Egypt is not subject to the jurisdiction of the African Court on Human and Peoples’ Rights (ACHPR) as it has not signed the appropriate protocol. This means that the ACHPR cannot adjudicate on the atrocities of the Egyptian military. Similarly, Egypt has not ratified the Rome Statute which established the ICC. As such, it is not subject to the ICC’s automatic jurisdiction.
The authors of the statue recognized that many regimes would try to avoid the court’s jurisdiction by not signing up, so they created another way for the ICC to be granted jurisdiction. Article 13(b) of the Rome Statute allows the ICC to exercise its jurisdiction where international crimes appear to have been committed in a situation that has been referred to it by the UN security council. The clearest precedent for such a referral is in the case of Sudanese President Omar al-Bashir, who was indicted by the ICC after his case was referred by the security council.
Democratic nations should recognize the great promise shown in the wake of the Arab Spring in Egypt. The fledgling democracy that is Egypt should not be allowed to escalate into another Syria or fall into a perpetual cycle of coup after coup like Pakistan. The British government should rise to its responsibilities and take a global leadership role on this issue as a permanent member of the security council.
It is absolutely vital that the ICC steps in where countries are unable or unwilling to bring to account those who use lethal force to undermine the rule of law and democracy. It is clear that the Egyptian military will not investigate, let alone bring to justice, those who have committed these atrocities. It should be made clear to the Egyptian military, police and coup government that they will not be allowed to betray the Egyptian people and continue these abhorrent practices.
Some human rights are so important that it is the responsibility of all states to protect them. This is encapsulated in the Latin maxim erga omnes meaning “toward all.” In July 2004 the International Court of Justice found, when deliberating on the legality of the wall in Palestine, that the right of self-determination was an erga omnes right. All states have an obligation to protect it.

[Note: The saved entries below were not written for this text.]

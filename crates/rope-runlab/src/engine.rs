//! Run engine: lifecycle operations and the ingestion pipeline
//!
//! Every mutation of a run (`state`, `log`, `aggregate`, `progress_fraction`)
//! happens under that run's write lock, acquired with a bounded wait. A reader
//! holding the read lock therefore never sees a log append without the
//! matching metrics update.
//!
//! Ingestion policy while paused is **reject**: outcomes are refused with
//! [`EngineError::Rejected`] and nothing is buffered. After `stop()` a short
//! grace window still accepts in-flight outcomes onto a run that was stopped
//! while running.
//!
//! A run completes at the instant its duration runs out, whenever that is
//! noticed. An outcome arriving within one tick interval of the deadline is
//! still recorded; later ones are rejected.

use crate::clock::{millis_between, secs_between, Clock, SystemClock};
use crate::config::EngineConfig;
use crate::driver::DriveSignal;
use crate::error::{EngineError, Result};
use crate::export::{self, ExportFormat, RunSnapshot};
use crate::lifecycle::{RunState, RunTimer, Transition};
use crate::metrics::{LatencyPercentiles, LatencyProfile};
use crate::notify::{Notifier, RunNotification};
use crate::query::{self, EventFilter};
use crate::registry::{RunRecord, RunRegistry, RunSlot};
use crate::telemetry::EngineTelemetry;
use crate::types::{Event, ProbeOutcome, Run, RunConfig, RunId, RunListFilter, RunSummary};
use chrono::{DateTime, Utc};
use parking_lot::{RwLockReadGuard, RwLockWriteGuard};
use std::sync::Arc;
use tokio::sync::{broadcast, watch};
use tracing::{debug, info, warn};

While the international community contemplates the best word to use when describing the coup and how they should react to it, there are already preparations being made by others to ensure that those responsible for atrocities against Egyptian civilians can be brought to justice.
NGOs and human rights lawyers are organizing themselves to bring the prosecution of perpetrators of international crimes using the legal principle of universal jurisdiction. At its simplest this principle allows states to criminalize acts which are perpetrated beyond their territory, by people who are not their citizens, upon victims who have no connection to their country.